In a bleak assessment in The New England Journal of Medicine, nurse Anja Wolz wrote, "We need to be one step ahead of this outbreak, but right now, we are five steps behind."

In the Kailahun district in Sierra Leone, where Wolz works as the emergency coordinator for Doctors Without Borders, there are four ambulances for a region of 470,000 people.

Providing basic care is difficult, Wolz wrote, noting that the process of putting on personal protective equipment – or PPE, the full-body moon suits" needed to prevent infection with Ebola – takes five minutes. A "designated dresser" has the sole job of making sure health workers are properly protected and "not a square millimeter of skin is exposed."

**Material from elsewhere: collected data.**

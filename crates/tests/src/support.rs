//! Recording features and random feature lists for end-to-end runs.

use std::sync::atomic::{AtomicI64, AtomicU64, Ordering};
use std::sync::{Arc, Mutex, MutexGuard, PoisonError};
use std::time::Duration;

use acquisition::{Acquisition, AcquisitionError, AcquisitionReport, SyntheticMicroscope};
use contracts::{AcquisitionConfig, Feature, FeatureError, FrameId, NodeConfig, Value};
use feature_engine::{AcquisitionControl, FeatureDescriptor, FeatureElement, FeatureList};
use features::LoopByCount;
use rand::rngs::StdRng;
use rand::Rng;

/// `(frame_id, feature name)` as seen by one side
pub type Record = (FrameId, String);

#[derive(Debug, Default)]
struct JournalState {
    signal: Vec<Record>,
    data: Vec<Record>,
    responses: Vec<String>,
    cleanups: Vec<String>,
}

/// Shared log of every scripted callback
#[derive(Debug, Clone, Default)]
pub struct Journal {
    inner: Arc<Mutex<JournalState>>,
}

impl Journal {
    fn lock(&self) -> MutexGuard<'_, JournalState> {
        self.inner.lock().unwrap_or_else(PoisonError::into_inner)
    }

    pub fn signal(&self) -> Vec<Record> {
        self.lock().signal.clone()
    }

    pub fn data(&self) -> Vec<Record> {
        self.lock().data.clone()
    }

    pub fn responses(&self) -> Vec<String> {
        self.lock().responses.clone()
    }

    pub fn cleanups(&self) -> Vec<String> {
        self.lock().cleanups.clone()
    }
}

/// What a scripted feature returns from `main`
#[derive(Debug, Clone, Copy, PartialEq, Eq)]
pub enum ScriptResult {
    Always,
    /// `true` on odd calls, per side
    Alternate,
}

/// Behaviour of one scripted feature
#[derive(Debug, Clone, Copy)]
pub struct ScriptSpec {
    pub config: NodeConfig,
    /// Calls per multi-step run
    pub steps: i64,
    pub result: ScriptResult,
    /// 1-based data call that fails
    pub fail_data_at: Option<u64>,
}

impl Default for ScriptSpec {
    fn default() -> Self {
        Self {
            config: NodeConfig::one_step(),
            steps: 1,
            result: ScriptResult::Always,
            fail_data_at: None,
        }
    }
}

impl ScriptSpec {
    pub fn multi_step(steps: i64) -> Self {
        Self {
            config: NodeConfig::multi_step(),
            steps,
            ..Default::default()
        }
    }

    pub fn with_config(mut self, config: NodeConfig) -> Self {
        self.config = config;
        self
    }
}

/// Feature that records every call into a [`Journal`]
pub struct Scripted {
    name: String,
    spec: ScriptSpec,
    control: AcquisitionControl,
    journal: Journal,
    signal_left: AtomicI64,
    data_left: AtomicI64,
    signal_calls: AtomicU64,
    data_calls: AtomicU64,
}

impl Scripted {
    fn result(&self, call: u64) -> Value {
        match self.spec.result {
            ScriptResult::Always => Value::Bool(true),
            ScriptResult::Alternate => Value::Bool(call % 2 == 1),
        }
    }

    fn countdown(&self, counter: &AtomicI64) -> bool {
        let left = counter.fetch_sub(1, Ordering::SeqCst) - 1;
        if left <= 0 {
            counter.store(self.spec.steps, Ordering::SeqCst);
            return true;
        }
        false
    }
}

impl Feature for Scripted {
    fn node_config(&self) -> NodeConfig {
        self.spec.config
    }

    fn signal_main(&self) -> Result<Value, FeatureError> {
        let call = self.signal_calls.fetch_add(1, Ordering::SeqCst) + 1;
        self.journal
            .lock()
            .signal
            .push((self.control.frame_id(), self.name.clone()));
        Ok(self.result(call))
    }

    fn signal_response(&self, response: Value) -> Result<Value, FeatureError> {
        self.journal.lock().responses.push(self.name.clone());
        Ok(response)
    }

    fn signal_end(&self) -> bool {
        self.countdown(&self.signal_left)
    }

    fn signal_cleanup(&self) {
        self.journal
            .lock()
            .cleanups
            .push(format!("{}.signal", self.name));
    }

    fn data_main(&self, frame_ids: &[FrameId]) -> Result<Value, FeatureError> {
        let call = self.data_calls.fetch_add(1, Ordering::SeqCst) + 1;
        if self.spec.fail_data_at == Some(call) {
            return Err(FeatureError::failed(format!("{} failed on call {}", self.name, call)));
        }
        let mut journal = self.journal.lock();
        for frame_id in frame_ids {
            journal.data.push((*frame_id, self.name.clone()));
        }
        Ok(self.result(call))
    }

    fn data_end(&self) -> bool {
        self.countdown(&self.data_left)
    }

    fn data_cleanup(&self) {
        self.journal
            .lock()
            .cleanups
            .push(format!("{}.data", self.name));
    }
}

/// Descriptor building a fresh scripted feature per acquisition
pub fn scripted(name: &str, spec: ScriptSpec, journal: &Journal) -> FeatureDescriptor {
    let journal = journal.clone();
    let feature_name = name.to_string();
    FeatureDescriptor::from_fn(name, move |ctx, _| {
        Ok(Arc::new(Scripted {
            name: feature_name.clone(),
            spec,
            control: ctx.control().clone(),
            journal: journal.clone(),
            signal_left: AtomicI64::new(spec.steps),
            data_left: AtomicI64::new(spec.steps),
            signal_calls: AtomicU64::new(0),
            data_calls: AtomicU64::new(0),
        }) as Arc<dyn Feature>)
    })
}

pub fn plain(name: &str, journal: &Journal) -> FeatureElement {
    scripted(name, ScriptSpec::default(), journal).into()
}

pub fn loop_by_count(steps: i64) -> FeatureDescriptor {
    FeatureDescriptor::from_fn("LoopByCount", move |_, _| {
        Ok(Arc::new(LoopByCount::new(steps)) as Arc<dyn Feature>)
    })
}

pub fn fast_config() -> AcquisitionConfig {
    AcquisitionConfig {
        camera_wait_iterations: 100,
        frame_wait_ms: 20,
        ..Default::default()
    }
}

/// Run `list` once against a fresh synthetic microscope
pub fn acquire(list: &[FeatureElement]) -> (Result<AcquisitionReport, AcquisitionError>, Arc<SyntheticMicroscope>) {
    let microscope = Arc::new(SyntheticMicroscope::with_exposure(Duration::ZERO));
    let result = Acquisition::new(microscope.clone(), fast_config()).run(list);
    (result, microscope)
}

/// Random feature list generator
pub struct ListGenerator<'a> {
    rng: &'a mut StdRng,
    journal: Journal,
    next_id: usize,
}

impl<'a> ListGenerator<'a> {
    pub fn new(rng: &'a mut StdRng, journal: &Journal) -> Self {
        Self {
            rng,
            journal: journal.clone(),
            next_id: 0,
        }
    }

    fn name(&mut self) -> String {
        let name = format!("node{}", self.next_id);
        self.next_id += 1;
        name
    }

    pub fn list(&mut self, depth: u32) -> FeatureList {
        let len = self.rng.random_range(1..=3);
        (0..len).map(|_| self.element(depth)).collect()
    }

    fn element(&mut self, depth: u32) -> FeatureElement {
        let pick = if depth == 0 { 0 } else { self.rng.random_range(0..6) };
        match pick {
            4 => {
                let body = self.list(depth - 1);
                let steps = self.rng.random_range(1..=3);
                FeatureElement::looped(body, loop_by_count(steps))
            }
            5 => {
                let name = self.name();
                let condition = scripted(
                    &name,
                    ScriptSpec {
                        result: ScriptResult::Alternate,
                        ..Default::default()
                    },
                    &self.journal,
                );
                let on_true = self.list(depth - 1);
                let on_false = if self.rng.random_bool(0.5) {
                    self.list(depth - 1)
                } else {
                    Vec::new()
                };
                FeatureElement::branch(condition, on_true, on_false)
            }
            _ => {
                let name = self.name();
                let spec = self.script_spec();
                scripted(&name, spec, &self.journal).into()
            }
        }
    }

    fn script_spec(&mut self) -> ScriptSpec {
        let base = if self.rng.random_bool(0.25) {
            ScriptSpec::multi_step(self.rng.random_range(1..=3))
        } else {
            ScriptSpec::default()
        };
        let config = base
            .config
            .with_device_related(self.rng.random_bool(0.25))
            .with_need_response(self.rng.random_bool(0.25))
            .normalized();
        base.with_config(config)
    }
}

These measures are critical, given that more than 120 of 240 health workers infected with Ebola have died, according to WHO reports.

Health workers can wear the bulky suits for no more than 40 minutes at a time to avoid overheating in the tropical climate, Wolz wrote. Though durable equipment such as boots can be sterilized and reused, most other clothing is burned.

Wolz described the difficulty of comforting a pair of young siblings whose parents, grandmother and caregiver died from Ebola: "When the boy died, we tried to console and calm his sister, but the PPE made it difficult to touch her, to hold her, even to speak with her. She died the next day."